Describing the situation as a “humanitarian crisis," Levy explained that New York City has served over 70,000 asylum seekers and opened more than 150 emergency sites, including nine large-scale humanitarian relief centers.
Sheehan has had a more consistently positive experience working with New York City than county executives reportedly have, which is good news, considering more migrants were expected as soon as Wednesday afternoon.
“They’ve been in touch with us and coordinating with us with respect to letting us know how many, when the buses leave (NYC), and that just allows us to let the community-based organizations who are working with us know where to be, when they need to be there so that they are available when these asylum-seekers arrive,” Sheehan said.
“We have a total of 79 asylum seekers who are staying at the Ramada Inn in the City of Albany,” Sheehan told Capital Tonight. "I know that the city of New York is looking at another hotel in (Albany) where we could have additional asylum seekers that would be arriving as soon as today to that location.”
Sheehan wouldn’t disclose which hotel is being discussed. She did say that she’s spoken to several of the asylum seekers.
“The first thing they said is ‘where can I work?'” she noted. "These are individuals who want to work. They came here for opportunity and for jobs. They want to stay in this country.”
Asylum-seekers are one class of migrant to the U.S. People who are fleeing violence, oppression and religious killings have a legal right to earn asylum. If their stories check out, they will be granted asylum which allows them to live in the United States and not be deported.
It’s common to wait months or years for the outcome of an asylum hearing.
It’s why many asylum-seekers legally seek a work permit called an Employment Work Authorization Document (EAD). The current waiting period for an EAD is 150 days or more. Gov. Kathy Hochul and others, including Sheehan, are urging the federal government to speed up that time frame.
“We want them to be able to work within 30 days of filing that application,” Sheehan said. “We have employers up here who need workforce and we have individuals coming here who need to work. This is the perfect time for us to be advocating for shortening that time frame.”
Once individuals begin to work, they can move out of temporary hotels and shelters and begin paying taxes. But first, they need to apply for asylum. In Albany, there are multiple community-based organizations working with migrants, including the Immigration Law Center at Albany Law School and the Columbia County Sanctuary Movement.
"CCSM and allied organizations are part of a historic mobilization to welcome asylum seekers to the area.
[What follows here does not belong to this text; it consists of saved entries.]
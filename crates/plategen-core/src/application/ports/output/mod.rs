//! Driven (output) ports - implemented by infrastructure.
//!
//! These traits define what the application needs from external systems.
//! The `plategen-adapters` crate provides implementations.

use std::path::Path;
use std::sync::Arc;
use std::time::Duration;

use crate::error::PlateResult;

/// Port for filesystem operations.
///
/// Implemented by:
/// - `plategen_adapters::filesystem::LocalFilesystem` (production)
/// - `plategen_adapters::filesystem::MemoryFilesystem` (testing)
#[cfg_attr(test, mockall::automock)]
pub trait Filesystem: Send + Sync {
    /// Create a directory and all parent directories.
    fn create_dir_all(&self, path: &Path) -> PlateResult<()>;

    /// Write content to a file, replacing it if present.
    fn write_file(&self, path: &Path, content: &str) -> PlateResult<()>;

    /// Remove a single file.
    fn remove_file(&self, path: &Path) -> PlateResult<()>;

    /// Move a file onto `to`, replacing any existing file there.
    fn rename(&self, from: &Path, to: &Path) -> PlateResult<()>;

    /// Check if path exists.
    fn exists(&self, path: &Path) -> bool;
}

/// Port for template source scripts.
///
/// Implemented by:
/// - `plategen_adapters::script_store::EmbeddedScriptStore` (bundled scripts)
/// - `plategen_adapters::script_store::DirectoryScriptStore` (scripts on disk)
#[cfg_attr(test, mockall::automock)]
pub trait ScriptStore: Send + Sync {
    /// Source text for a script reference such as `dubai_new.scad`.
    fn load(&self, reference: &str) -> PlateResult<Arc<str>>;

    /// Whether `reference` can be loaded.
    fn contains(&self, reference: &str) -> bool;
}

/// How a compiler run ended.
#[derive(Debug, Clone, PartialEq, Eq)]
pub enum CompileStatus {
    /// Exit code 0.
    Success,
    /// Non-zero exit, or terminated by a signal (`code` is `None`).
    Failed { code: Option<i32> },
    /// Killed after exceeding the timeout.
    TimedOut,
}

/// Result of one compiler invocation.
///
/// `diagnostics` is free text (the compiler's stderr); it is logged, never
/// parsed, never returned to callers.
#[derive(Debug, Clone, PartialEq, Eq)]
pub struct CompileOutcome {
    pub status: CompileStatus,
    pub diagnostics: String,
}

impl CompileOutcome {
    pub fn success() -> Self {
        Self {
            status: CompileStatus::Success,
            diagnostics: String::new(),
        }
    }
}

/// Port for the external geometry compiler.
///
/// Implemented by:
/// - `plategen_adapters::compiler::OpenScadCompiler` (child process)
#[cfg_attr(test, mockall::automock)]
pub trait GeometryCompiler: Send + Sync {
    /// Compile the script at `input` into a model at `output`.
    ///
    /// Must not block past `timeout`. Returns `Err` only when the compiler
    /// could not be run at all; a run that fails is an `Ok` outcome.
    fn compile(&self, input: &Path, output: &Path, timeout: Duration)
    -> PlateResult<CompileOutcome>;

    /// Check the compiler can be started and return a version line.
    fn probe(&self) -> PlateResult<String>;
}
// ============================================================================
//  CLEAN MODULE BOUNDARIES
// ============================================================================

//! Core domain layer for Plategen.
//!
//! This module contains the pure generation logic: which templates exist,
//! what input they accept, where glyphs go, and how a source script becomes
//! a concrete one. All I/O (script files, scratch files, the compiler
//! process) is handled via ports defined in the application layer.
//!
//! ## Hexagonal Architecture Compliance
//!
//! - **No async**: Domain logic is synchronous
//! - **No I/O**: No filesystem, process, or network calls
//! - **Static registry**: Template layouts are `static` data, never mutated
//! - **Immutable entities**: Requests, layouts and scripts are built once
//!
// Public API - what the world sees
pub mod entities;
pub mod error;
pub mod registry;
pub mod value_objects;

// Private implementation details - not visible outside domain
mod validation;

// Re-exports for convenience
pub use entities::{
    artifact::{ArtifactName, ArtifactStatus, GenerationArtifact},
    layout::ResolvedLayout,
    request::{PlateCode, PlateNumber, PlateRequest, RawPlateRequest},
    script::{ComposedScript, Placeholder, ScriptComposer, find_unresolved, format_decimal},
};

pub use error::{DomainError, ErrorCategory};

pub use registry::{
    BranchRule, CodeRule, TEMPLATE_REGISTRY, TemplateConfig, find as find_template, is_multi_char,
    lookup as lookup_template,
};

pub use value_objects::{ArtifactFormat, CodeAlphabet, Point, TemplateId};

pub use validation::PlateValidator;
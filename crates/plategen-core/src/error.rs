//! Unified error handling for Plategen Core.
//!
//! This module provides a unified error type that wraps domain and application
//! errors, with rich context, user-actionable suggestions, and a leak-free
//! message for callers on the other side of a transport.

use serde::{Deserialize, Serialize};
use thiserror::Error;

use crate::application::ApplicationError;
use crate::domain::{ArtifactStatus, DomainError};

/// Root error type for Plategen Core operations.
///
/// This enum wraps all possible errors that can occur when using
/// plategen-core, providing a unified interface for error handling.
#[derive(Debug, Error, Clone)]
pub enum PlateError {
    /// Errors from the domain layer (validation and composition).
    #[error("Domain error: {0}")]
    Domain(#[from] DomainError),

    /// Errors from the application layer (rendering, scripts, filesystem).
    #[error("Application error: {0}")]
    Application(#[from] ApplicationError),

    /// Configuration or setup errors.
    #[error("Configuration error: {message}")]
    Configuration { message: String },

    /// Unexpected internal errors (bugs).
    #[error("Internal error: {message}. This is a bug, please report it.")]
    Internal { message: String },
}

impl PlateError {
    /// Get user-actionable suggestions for fixing this error.
    pub fn suggestions(&self) -> Vec<String> {
        match self {
            Self::Domain(e) => e.suggestions(),
            Self::Application(e) => e.suggestions(),
            Self::Configuration { message } => vec![
                format!("Configuration issue: {}", message),
                "Check your setup and try again".into(),
            ],
            Self::Internal { .. } => vec!["This appears to be a bug in Plategen".into()],
        }
    }

    /// Get error category for display/styling purposes.
    pub fn category(&self) -> ErrorCategory {
        match self {
            Self::Domain(e) => match e.category() {
                crate::domain::ErrorCategory::Validation => ErrorCategory::Validation,
                crate::domain::ErrorCategory::NotFound => ErrorCategory::NotFound,
                crate::domain::ErrorCategory::Composition => ErrorCategory::Composition,
            },
            Self::Application(e) => e.category(),
            Self::Configuration { .. } => ErrorCategory::Configuration,
            Self::Internal { .. } => ErrorCategory::Internal,
        }
    }

    /// The transport-facing error kind.
    pub fn kind(&self) -> ErrorKind {
        match self.category() {
            ErrorCategory::Validation | ErrorCategory::NotFound => ErrorKind::ValidationError,
            ErrorCategory::Composition => ErrorKind::CompositionError,
            ErrorCategory::Render => ErrorKind::RenderError,
            ErrorCategory::Io => ErrorKind::IoError,
            ErrorCategory::Configuration => ErrorKind::ConfigurationError,
            ErrorCategory::Internal => ErrorKind::InternalError,
        }
    }

    /// Message safe to hand to an untrusted caller.
    ///
    /// Validation errors are specific so the caller can fix the input,
    /// but never repeat the caller's own text back. Everything else is
    /// generic: compiler output, exit codes and paths stay in the logs.
    pub fn public_message(&self) -> String {
        match self {
            Self::Domain(DomainError::UnknownTemplate { .. }) => "Unknown template".into(),
            Self::Domain(DomainError::UnsupportedFormat { .. }) => {
                "Unsupported output format".into()
            }
            Self::Domain(e) if e.category() != crate::domain::ErrorCategory::Composition => {
                e.to_string()
            }
            _ => match self.kind() {
                ErrorKind::ValidationError => "Invalid request".into(),
                ErrorKind::CompositionError => {
                    "Could not prepare the model for this template".into()
                }
                ErrorKind::RenderError => match self {
                    Self::Application(ApplicationError::RenderTimeout { .. }) => {
                        "Model generation timed out, please try again".into()
                    }
                    _ => "Model generation failed".into(),
                },
                ErrorKind::IoError => match self {
                    Self::Application(ApplicationError::ScriptLoadFailed { .. }) => {
                        "Could not load the template script".into()
                    }
                    _ => "Could not store the generated model".into(),
                },
                ErrorKind::ConfigurationError => "The generator is not configured correctly".into(),
                ErrorKind::InternalError => "Internal error".into(),
            },
        }
    }

    /// Classification for a [`GenerationArtifact`] status.
    ///
    /// [`GenerationArtifact`]: crate::domain::GenerationArtifact
    pub fn artifact_status(&self) -> ArtifactStatus {
        match self.kind() {
            ErrorKind::ValidationError => ArtifactStatus::ValidationFailed,
            ErrorKind::IoError => ArtifactStatus::IoFailed,
            _ => ArtifactStatus::RenderFailed,
        }
    }

    /// Check if the caller may retry the same request.
    ///
    /// Nothing is retried inside the core; a persistent misconfiguration
    /// would only be masked.
    pub fn is_retryable(&self) -> bool {
        matches!(
            self,
            Self::Application(
                ApplicationError::RenderFailed { .. }
                    | ApplicationError::RenderTimeout { .. }
                    | ApplicationError::RenderIncomplete
            )
        )
    }
}

/// Error categories for UI display and exit codes.
#[derive(Debug, Clone, Copy, PartialEq, Eq)]
pub enum ErrorCategory {
    Validation,
    NotFound,
    Composition,
    Render,
    Io,
    Configuration,
    Internal,
}

/// Error kinds as reported across the transport boundary.
#[derive(Debug, Clone, Copy, PartialEq, Eq, Serialize, Deserialize)]
pub enum ErrorKind {
    ValidationError,
    CompositionError,
    RenderError,
    IoError,
    ConfigurationError,
    InternalError,
}

/// Convenient result type alias.
pub type PlateResult<T> = Result<T, PlateError>;

#[cfg(test)]
mod tests {
    use std::path::PathBuf;
    use std::time::Duration;

    use super::*;

    #[test]
    fn unknown_template_is_a_validation_error() {
        let err: PlateError = DomainError::UnknownTemplate {
            name: "unknown_tpl".into(),
        }
        .into();
        assert_eq!(err.category(), ErrorCategory::NotFound);
        assert_eq!(err.kind(), ErrorKind::ValidationError);
        assert_eq!(err.artifact_status(), ArtifactStatus::ValidationFailed);
        assert!(!err.is_retryable());
    }

    #[test]
    fn validation_message_is_specific() {
        let err: PlateError = DomainError::InvalidPlateNumber {
            reason: "only digits 0-9 are allowed".into(),
        }
        .into();
        assert!(err.public_message().contains("digits"));
    }

    #[test]
    fn composition_message_is_generic() {
        let err: PlateError = DomainError::MissingPlaceholder {
            template: "dubai_new".into(),
            token: "<plateNum>".into(),
        }
        .into();
        assert_eq!(err.kind(), ErrorKind::CompositionError);
        assert!(!err.public_message().contains("plateNum"));
    }

    #[test]
    fn render_messages_never_leak_paths() {
        let errors: Vec<PlateError> = vec![
            ApplicationError::RenderFailed { exit_code: Some(1) }.into(),
            ApplicationError::RenderTimeout {
                after: Duration::from_secs(30),
            }
            .into(),
            ApplicationError::RenderIncomplete.into(),
            ApplicationError::CompilerUnavailable {
                reason: "/usr/bin/openscad: not found".into(),
            }
            .into(),
            ApplicationError::FilesystemError {
                path: PathBuf::from("/srv/plates/generated_files/A-1.stl"),
                reason: "permission denied".into(),
            }
            .into(),
        ];
        for err in errors {
            let msg = err.public_message();
            assert!(!msg.contains('/'), "leaked path in {msg:?}");
            assert!(!msg.contains("exit code"), "leaked exit code in {msg:?}");
        }
    }

    #[test]
    fn unknown_template_message_does_not_echo_input() {
        let err: PlateError = DomainError::UnknownTemplate {
            name: "x\"); import(\"/etc".into(),
        }
        .into();
        assert_eq!(err.public_message(), "Unknown template");
        // Operators still see the name in logs.
        assert!(err.to_string().contains("import"));
    }

    #[test]
    fn script_load_failure_has_its_own_message() {
        let err: PlateError = ApplicationError::ScriptLoadFailed {
            reference: "dubai_new.scad".into(),
            reason: "permission denied".into(),
        }
        .into();
        assert_eq!(err.kind(), ErrorKind::IoError);
        assert_eq!(err.public_message(), "Could not load the template script");

        let store: PlateError = ApplicationError::FilesystemError {
            path: PathBuf::from("/srv/out/A-1.stl"),
            reason: "disk full".into(),
        }
        .into();
        assert_eq!(store.public_message(), "Could not store the generated model");
    }

    #[test]
    fn poisoned_lock_is_not_retryable() {
        let err: PlateError = ApplicationError::StoreLockError.into();
        assert!(!err.is_retryable());
        assert_eq!(err.kind(), ErrorKind::InternalError);
    }

    #[test]
    fn render_errors_are_retryable() {
        let err: PlateError = ApplicationError::RenderTimeout {
            after: Duration::from_secs(1),
        }
        .into();
        assert!(err.is_retryable());
        assert_eq!(err.kind(), ErrorKind::RenderError);
        assert_eq!(err.artifact_status(), ArtifactStatus::RenderFailed);
    }

    #[test]
    fn filesystem_errors_map_to_io() {
        let err: PlateError = ApplicationError::FilesystemError {
            path: PathBuf::from("x"),
            reason: "y".into(),
        }
        .into();
        assert_eq!(err.kind(), ErrorKind::IoError);
        assert_eq!(err.artifact_status(), ArtifactStatus::IoFailed);
    }
}
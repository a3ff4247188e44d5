//! Application ports (traits) for external dependencies.
//!
//! In hexagonal architecture, ports define interfaces that the application
//! needs from the outside world. Adapters in `plategen-adapters` implement
//! these.
//!
//! ## Port Types
//!
//! - **Driven (Output) Ports**: Called by application, implemented by infrastructure
//!   - `Filesystem`: Scratch and artifact file operations
//!   - `ScriptStore`: Template source scripts
//!   - `GeometryCompiler`: The external model compiler
//!
//! - **Driving (Input) Ports**: Called by external world, implemented by application
//!   - (`GenerationService`, consumed by the CLI or any other transport)

pub mod output;

pub use output::{CompileOutcome, CompileStatus, Filesystem, GeometryCompiler, ScriptStore};

#[cfg(test)]
pub use output::{MockFilesystem, MockGeometryCompiler, MockScriptStore};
We are working with our partners to coordinate legal services, connect immigrants to ESL classes and obtain more food, clothing, and hygiene items,” said Diana Cruz, co-executive director of the Columbia County Sanctuary Movement.
“Our organizations and the mayor are committed to ensuring a smooth transition for our new neighbors who have endured tremendous journeys to call Albany home. We encourage our communities to join us in these efforts.”
Sarah Rogerson, director of The Edward P. Swyer Justice Center at Albany Law School, had a similar sentiment.
“From assessing the legal needs of impacted individuals to advocating for laws and policies to improve the legal landscape for our new neighbors, we are guided by the collective wisdom of our former asylum clients and our partners welcoming the most recent arrivals," she said. "Asylum is a legal pathway to immigration status in this country and we will do whatever we can to help people along their path.”
The organizations are working to record the stories of the migrants, and ensure they are prepared for their individual asylum hearings.